* INSTRUCTIONS FOR THE TASK *
Please report the number of lines in the entries below that contain "Option", with nothing added.

******************************

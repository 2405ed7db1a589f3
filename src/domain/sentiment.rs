use crate::domain::signal::SignalDirection;
use chrono::{DateTime, Utc};
use serde::{Deserialize, Serialize};
use std::fmt;

/// Coarse market mood derived from aggregate sentiment.
#[derive(Debug, Clone, Copy, PartialEq, Eq, Serialize, Deserialize)]
#[serde(rename_all = "SCREAMING_SNAKE_CASE")]
pub enum MarketRegime {
    RiskOn,
    RiskOff,
    Neutral,
    Unknown,
}

impl fmt::Display for MarketRegime {
    fn fmt(&self, f: &mut fmt::Formatter<'_>) -> fmt::Result {
        match self {
            Self::RiskOn => write!(f, "RISK_ON"),
            Self::RiskOff => write!(f, "RISK_OFF"),
            Self::Neutral => write!(f, "NEUTRAL"),
            Self::Unknown => write!(f, "UNKNOWN"),
        }
    }
}

/// How well the adaptive bias correction tracks realized outcomes.
#[derive(Debug, Clone, Copy, PartialEq, Eq, Serialize, Deserialize)]
#[serde(rename_all = "snake_case")]
pub enum CalibrationQuality {
    InsufficientData,
    WellCalibrated,
    Moderate,
    NeedsRecalibration,
}

/// A news article as parsed from an RSS feed.
#[derive(Debug, Clone, Serialize, Deserialize)]
pub struct Article {
    pub title: String,
    pub summary: String,
    pub link: Option<String>,
    pub published: Option<DateTime<Utc>>,
}

/// Alpha Scout output for one symbol.
#[derive(Debug, Clone, Serialize, Deserialize)]
pub struct SentimentReport {
    pub symbol: String,
    pub sentiment_score: f64,
    pub raw_score: f64,
    pub confidence: f64,
    pub direction: SignalDirection,
    pub article_count: usize,
    pub bias_correction: f64,
    pub macro_overlay: Option<f64>,
    pub market_regime: MarketRegime,
    pub summary: String,
    pub timestamp: DateTime<Utc>,
}

impl SentimentReport {
    /// The contract for an empty feed sweep: neutral, low confidence, never
    /// an error.
    pub fn empty(symbol: &str, consecutive_failures: u32, now: DateTime<Utc>) -> Self {
        Self {
            symbol: symbol.to_string(),
            sentiment_score: 0.0,
            raw_score: 0.0,
            confidence: 0.2,
            direction: SignalDirection::Neutral,
            article_count: 0,
            bias_correction: 0.0,
            macro_overlay: None,
            market_regime: MarketRegime::Unknown,
            summary: format!(
                "No articles found for {symbol} (consecutive failures: {consecutive_failures})"
            ),
            timestamp: now,
        }
    }
}
//! Kill-switch short-circuit behavior across scan cycles.

use chrono::{TimeZone, Utc};
use std::sync::Arc;
use ualgotrade::application::agents::alpha_scout::AlphaScout;
use ualgotrade::application::agents::orchestrator::{CycleAction, Orchestrator};
use ualgotrade::application::agents::risk_sentinel::RiskSentinel;
use ualgotrade::application::agents::technical_analyst::TechnicalAnalyst;
use ualgotrade::application::context::AgentContext;
use ualgotrade::application::position_sizer::FixedPositionSizer;
use ualgotrade::config::Config;
use ualgotrade::domain::market::Candle;
use ualgotrade::domain::portfolio::PortfolioSnapshot;
use ualgotrade::domain::ports::ManualClock;
use ualgotrade::domain::repositories::SignalRepository;
use ualgotrade::domain::signal::SignalStatus;
use ualgotrade::infrastructure::message_bus::MessageBus;
use ualgotrade::infrastructure::mock::{MockCandleProvider, MockFeedProvider};
use ualgotrade::infrastructure::repositories::in_memory::InMemorySignalRepository;

struct Harness {
    repo: Arc<InMemorySignalRepository>,
    bus: MessageBus,
    sentinel: Arc<RiskSentinel>,
    orchestrator: Orchestrator,
}

fn harness() -> Harness {
    let clock = Arc::new(ManualClock::new(
        Utc.with_ymd_and_hms(2025, 6, 1, 12, 0, 0).unwrap(),
    ));
    let repo = Arc::new(InMemorySignalRepository::new(clock.clone()));
    let bus = MessageBus::new();
    let config = Arc::new(Config {
        min_consensus_confidence: 0.55,
        ..Config::default()
    });
    let ctx = AgentContext::new(repo.clone(), bus.clone(), clock, config);

    let candles = MockCandleProvider::new()
        .with_series("BTCUSDT", "1h", oversold_series())
        .with_series("ETHUSDT", "1h", oversold_series());
    let sentinel = Arc::new(RiskSentinel::new(ctx.clone()));
    let orchestrator = Orchestrator::new(
        ctx.clone(),
        Arc::new(candles),
        Arc::new(AlphaScout::new(ctx.clone(), Arc::new(MockFeedProvider::new()))),
        Arc::new(TechnicalAnalyst::new(ctx.clone())),
        sentinel.clone(),
        Arc::new(FixedPositionSizer::default()),
    );

    Harness {
        repo,
        bus,
        sentinel,
        orchestrator,
    }
}

fn oversold_series() -> Vec<Candle> {
    (0..100)
        .map(|i| {
            let base = 200.0 - i as f64 * 1.5;
            Candle {
                open_time: 0,
                open: base + 1.0,
                high: base + 2.0,
                low: base - 2.0,
                close: base,
                volume: 1_000.0,
                close_time: 0,
            }
        })
        .collect()
}

fn snapshot(max_drawdown: f64) -> PortfolioSnapshot {
    PortfolioSnapshot {
        snapshot_date: chrono::NaiveDate::from_ymd_opt(2025, 6, 1).unwrap(),
        total_value: 10_000.0,
        total_pnl: 0.0,
        total_pnl_pct: 0.0,
        open_positions: 0,
        win_rate: None,
        sharpe_ratio: None,
        max_drawdown: Some(max_drawdown),
    }
}

#[tokio::test]
async fn test_drawdown_breach_short_circuits_every_cycle() {
    let h = harness();
    h.repo.upsert_snapshot(&snapshot(-0.12)).await.unwrap();

    // First cycle trips the switch: the signal is rejected with no votes.
    let first = h.orchestrator.run_scan_cycle("BTCUSDT", "default", "1h").await;
    assert_eq!(first.action, CycleAction::Reject);
    assert_eq!(first.reason.as_deref(), Some("Kill switch active"));
    let risk = first.risk.as_ref().unwrap();
    assert!(risk.kill_switch);
    assert!(first.consensus.is_none());

    let first_id = first.signal_id.unwrap();
    assert!(h.repo.list_votes(first_id).await.unwrap().is_empty());
    let rejected = h
        .repo
        .list_recent(None, Some(SignalStatus::Rejected), 10)
        .await
        .unwrap();
    assert_eq!(rejected.len(), 1);

    // The activation event went out on the bus exactly once.
    let events = h.bus.get_recent_messages(Some("risk.kill_switch"), 10).await;
    assert_eq!(events.len(), 1);

    // Any other symbol hits the latch the same way, still without votes.
    let second = h.orchestrator.run_scan_cycle("ETHUSDT", "default", "1h").await;
    assert_eq!(second.action, CycleAction::Reject);
    assert!(second.risk.as_ref().unwrap().kill_switch);
    assert!(
        h.repo
            .list_votes(second.signal_id.unwrap())
            .await
            .unwrap()
            .is_empty()
    );
}

#[tokio::test]
async fn test_operator_deactivation_restores_normal_cycles() {
    let h = harness();
    h.repo.upsert_snapshot(&snapshot(-0.12)).await.unwrap();

    let tripped = h.orchestrator.run_scan_cycle("BTCUSDT", "default", "1h").await;
    assert!(tripped.risk.as_ref().unwrap().kill_switch);

    // Operator releases the latch after the drawdown recovers.
    h.repo.upsert_snapshot(&snapshot(-0.01)).await.unwrap();
    h.sentinel.deactivate_kill_switch("operator-7").await;
    assert!(!h.sentinel.kill_switch().active);

    let restored = h.orchestrator.run_scan_cycle("BTCUSDT", "default", "1h").await;
    assert_eq!(restored.action, CycleAction::Execute);
    assert_eq!(
        h.repo
            .list_votes(restored.signal_id.unwrap())
            .await
            .unwrap()
            .len(),
        3
    );
}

******************************

* FINAL ANSWER *
3